The most radical Nazis were the most aggressive champions of U.S. law. Where they found the U.S. example lacking, it was because they thought it was too harsh.

At the bus station in Durham, North Carolina, May 1940. ,Photo by Jack Delano via Library of Congress.

Hitler’s American Model: The United States and the Making of Nazi Race Law
by James Q. Whitman
Princeton University Press, 2017, 224 pp.

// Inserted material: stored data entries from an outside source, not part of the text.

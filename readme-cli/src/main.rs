//! generate-readme — render the `README.md` of an OpenStudioLandscapes Feature.
//!
//! # Usage
//!
//! ```text
//! generate-readme [-v | -vv] --versions 3.11 [3.12 ...]
//! generate-readme --versions 3.11 --output docs/README.md
//! generate-readme --versions 3.11 --project-dir ../OpenStudioLandscapes-Ayon --diff
//! ```
//!
//! Regenerating every Feature checked out under `.features`:
//!
//! ```text
//! for d in ./.features/* ; do generate-readme -v --project-dir "$d" --versions 3.11 ; done
//! ```

mod logging;
mod report;

use std::path::PathBuf;

use anyhow::{Context, Result};
use clap::{ArgAction, Parser};

use readme_core::{Configuration, OutputMode, Verbosity, VersionToken, DEFAULT_OUTPUT};
use readme_writer::pipeline;

// ---------------------------------------------------------------------------
// CLI entry point
// ---------------------------------------------------------------------------

#[derive(Parser, Debug)]
#[command(
    name = "generate-readme",
    version,
    about = "A tool to generate a README.md",
    long_about = None,
)]
struct Cli {
    /// Set log level to INFO (repeat as -vv for DEBUG).
    #[arg(short = 'v', long = "verbose", action = ArgAction::Count)]
    verbose: u8,

    /// Set log level to DEBUG.
    #[arg(long = "very-verbose")]
    very_verbose: bool,

    /// Python version(s) to use for testing, e.g. 3.11. Supply multiple
    /// versions separated by spaces. Repeating the flag adds more.
    #[arg(
        long,
        required = true,
        num_args = 1..,
        action = ArgAction::Append,
        value_name = "VERSIONS"
    )]
    versions: Vec<VersionToken>,

    /// Where to write the README. Relative paths start at --project-dir.
    #[arg(short, long, value_name = "PATH", default_value = DEFAULT_OUTPUT)]
    output: PathBuf,

    /// Feature repository root used to discover the project name.
    #[arg(long, value_name = "DIR", default_value = ".")]
    project_dir: PathBuf,

    /// Render and report the target without writing anything.
    #[arg(long, conflicts_with = "diff")]
    dry_run: bool,

    /// Show a unified diff against the current README without writing.
    #[arg(long)]
    diff: bool,
}

impl Cli {
    fn verbosity(&self) -> Verbosity {
        Verbosity::from_flags(self.verbose, self.very_verbose)
    }

    fn mode(&self) -> OutputMode {
        if self.diff {
            OutputMode::Diff
        } else if self.dry_run {
            OutputMode::DryRun
        } else {
            OutputMode::Write
        }
    }

    fn into_configuration(self) -> Result<(Configuration, PathBuf)> {
        let verbosity = self.verbosity();
        let mode = self.mode();
        let config = Configuration::new(self.versions, verbosity)
            .context("invalid --versions")?
            .with_output(self.output)
            .with_mode(mode);
        Ok((config, self.project_dir))
    }
}

// ---------------------------------------------------------------------------
// Main
// ---------------------------------------------------------------------------

fn main() -> Result<()> {
    let cli = Cli::parse();
    logging::init_tracing(cli.verbosity());

    let (config, project_dir) = cli.into_configuration()?;
    tracing::info!(
        versions = config.versions().len(),
        verbosity = %config.verbosity(),
        "generating README in {}",
        project_dir.display()
    );

    let outcome = pipeline::run(&config, &project_dir).with_context(|| {
        format!(
            "failed to generate README for '{}'",
            project_dir.display()
        )
    })?;
    report::print_outcome(&outcome);
    Ok(())
}

#[cfg(test)]
mod tests {
    use super::*;
    use clap::CommandFactory;

    fn parse(args: &[&str]) -> Result<Cli, clap::Error> {
        Cli::try_parse_from(std::iter::once("generate-readme").chain(args.iter().copied()))
    }

    #[test]
    fn cli_definition_is_consistent() {
        Cli::command().debug_assert();
    }

    #[test]
    fn versions_are_collected_in_order() {
        let cli = parse(&["--versions", "3.10", "3.11"]).unwrap();
        let got: Vec<&str> = cli.versions.iter().map(VersionToken::as_str).collect();
        assert_eq!(got, vec!["3.10", "3.11"]);
    }

    #[test]
    fn repeated_versions_flag_appends() {
        let cli = parse(&["--versions", "3.11", "--versions", "3.12", "3.10"]).unwrap();
        let got: Vec<&str> = cli.versions.iter().map(VersionToken::as_str).collect();
        assert_eq!(got, vec!["3.11", "3.12", "3.10"]);
    }

    #[test]
    fn versions_are_required() {
        let err = parse(&["-v"]).unwrap_err();
        assert_eq!(err.kind(), clap::error::ErrorKind::MissingRequiredArgument);
    }

    #[test]
    fn versions_need_a_value() {
        assert!(parse(&["--versions"]).is_err());
    }

    #[test]
    fn blank_version_is_a_usage_error() {
        let err = parse(&["--versions", " "]).unwrap_err();
        assert_eq!(err.kind(), clap::error::ErrorKind::ValueValidation);
    }

    #[test]
    fn double_v_means_debug() {
        let cli = parse(&["-vv", "--versions", "3.11"]).unwrap();
        assert_eq!(cli.verbosity(), Verbosity::Debug);
    }

    #[test]
    fn verbose_and_very_verbose_pick_debug() {
        let cli = parse(&["-v", "--very-verbose", "--versions", "3.11"]).unwrap();
        assert_eq!(cli.verbosity(), Verbosity::Debug);
    }

    #[test]
    fn dry_run_conflicts_with_diff() {
        let err = parse(&["--dry-run", "--diff", "--versions", "3.11"]).unwrap_err();
        assert_eq!(err.kind(), clap::error::ErrorKind::ArgumentConflict);
    }

    #[test]
    fn defaults_target_readme_in_current_dir() {
        let (config, project_dir) = parse(&["--versions", "3.11"])
            .unwrap()
            .into_configuration()
            .unwrap();
        assert_eq!(config.output(), std::path::Path::new("README.md"));
        assert_eq!(config.mode(), OutputMode::Write);
        assert_eq!(project_dir, PathBuf::from("."));
    }
}
//! README writer.
//!
//! `write_document` truncates and replaces the target file. There is no
//! temp-file-and-rename step: an interrupted write may leave a partial
//! file, which the next run overwrites.

use std::fs;
use std::path::{Path, PathBuf};

use crate::error::{io_err, WriteError};

// ---------------------------------------------------------------------------
// Write result
// ---------------------------------------------------------------------------

/// Outcome of writing the rendered document.
#[derive(Debug, Clone, PartialEq, Eq)]
pub enum WriteResult {
    /// No file existed at the path; it was created.
    Created { path: PathBuf },
    /// An existing file was truncated and replaced.
    Replaced { path: PathBuf },
    /// `--dry-run` mode: the file *would* have been written.
    WouldWrite { path: PathBuf },
}

impl WriteResult {
    pub fn path(&self) -> &Path {
        match self {
            WriteResult::Created { path }
            | WriteResult::Replaced { path }
            | WriteResult::WouldWrite { path } => path,
        }
    }
}

// ---------------------------------------------------------------------------
// write_document
// ---------------------------------------------------------------------------

/// Write `content` to `path`, replacing whatever was there.
///
/// Line endings are normalised to LF. Missing parent directories are
/// created. With `dry_run` nothing touches the filesystem.
pub fn write_document(path: &Path, content: &str, dry_run: bool) -> Result<WriteResult, WriteError> {
    let normalized = content.replace("\r\n", "\n");
    let existed = path.exists();

    if dry_run {
        tracing::info!("[dry-run] would write: {}", path.display());
        return Ok(WriteResult::WouldWrite {
            path: path.to_path_buf(),
        });
    }

    if let Some(parent) = path.parent().filter(|p| !p.as_os_str().is_empty()) {
        fs::create_dir_all(parent).map_err(|e| io_err(parent, e))?;
    }
    fs::write(path, normalized.as_bytes()).map_err(|e| io_err(path, e))?;

    tracing::info!(bytes = normalized.len(), "wrote: {}", path.display());
    let path = path.to_path_buf();
    Ok(if existed {
        WriteResult::Replaced { path }
    } else {
        WriteResult::Created { path }
    })
}

// ---------------------------------------------------------------------------
// Tests
// ---------------------------------------------------------------------------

In September 1933, an important policy document known as the Prussian Memorandum began circulating among lawmakers and jurists of the Third Reich. The Nazi regime was still in its infancy; Hitler had been named chancellor just nine months prior, the result of a power-sharing arrangement with nationalist conservatives who thought they could control the mercurial Austrian. Following the Reichstag Fire in February of that year, Hitler had assumed emergency powers and within weeks usurped the authority of the parliament. By that critical autumn, the Third Reich had begun Nazifying the German legal code. The Prussian Memorandum that passed between Nazi legal hands was an early blueprint for the 1935 Nuremberg Laws, which stripped Jews of their citizenship and criminalized sexual relations between Germans and those thought to have impure blood. It was the foundational text of Nazi legal thinking. Incredibly, the Prussian Memorandum expressly cited the gold standard of racist lawmaking at the time: the United States of America.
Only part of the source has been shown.